-- Opening Marker --
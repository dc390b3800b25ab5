//! Bounce Squares entry point
//!
//! Opens the window, seeds the simulation from the clock and runs the frame
//! loop until the window closes or Escape is pressed.

use std::process::ExitCode;
use std::time::{SystemTime, UNIX_EPOCH};

use bounce_squares::Settings;
use bounce_squares::frame;
use bounce_squares::platform::WinitHost;
use bounce_squares::sim::SimState;

fn clock_seed() -> u64 {
    SystemTime::now()
        .duration_since(UNIX_EPOCH)
        .map(|d| d.as_secs())
        .unwrap_or_default()
}

fn run() -> bounce_squares::Result<()> {
    let settings = Settings::default();
    settings.validate()?;
    log::debug!("Settings: {}", settings.to_json());

    let seed = clock_seed();
    let mut state = SimState::with_settings(seed, &settings);
    log::info!("Simulation initialized with seed: {}", seed);

    let host = WinitHost::create(settings.window_width, settings.window_height, &settings.title)?;

    let frames = frame::run(host, &mut state);
    log::info!(
        "Window closed after {} frames ({} collision frames)",
        frames,
        state.collisions
    );
    Ok(())
}

fn main() -> ExitCode {
    env_logger::init();
    log::info!("Bounce Squares starting...");

    match run() {
        Ok(()) => ExitCode::SUCCESS,
        Err(e) => {
            log::error!("{e}");
            ExitCode::FAILURE
        }
    }
}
-- Closing Marker --
■ Exercise aim: All the entries must be retyped exactly.

■ Finished exercise:
repository dc390b3800b25ab5
//! Bounce Squares entry point
//!
//! Opens the window, seeds the simulation from the clock and runs the frame
//! loop until the window closes or Escape is pressed.

use std::process::ExitCode;
use std::time::{SystemTime, UNIX_EPOCH};

use bounce_squares::Settings;
use bounce_squares::frame;
use bounce_squares::platform::WinitHost;
use bounce_squares::sim::SimState;

fn clock_seed() -> u64 {
    SystemTime::now()
        .duration_since(UNIX_EPOCH)
        .map(|d| d.as_secs())
        .unwrap_or_default()
}

fn run() -> bounce_squares::Result<()> {
    let settings = Settings::default();
    settings.validate()?;
    log::debug!("Settings: {}", settings.to_json());

    let seed = clock_seed();
    let mut state = SimState::with_settings(seed, &settings);
    log::info!("Simulation initialized with seed: {}", seed);

    let host = WinitHost::create(settings.window_width, settings.window_height, &settings.title)?;

    let frames = frame::run(host, &mut state);
    log::info!(
        "Window closed after {} frames ({} collision frames)",
        frames,
        state.collisions
    );
    Ok(())
}

fn main() -> ExitCode {
    env_logger::init();
    log::info!("Bounce Squares starting...");

    match run() {
        Ok(()) => ExitCode::SUCCESS,
        Err(e) => {
            log::error!("{e}");
            ExitCode::FAILURE
        }
    }
}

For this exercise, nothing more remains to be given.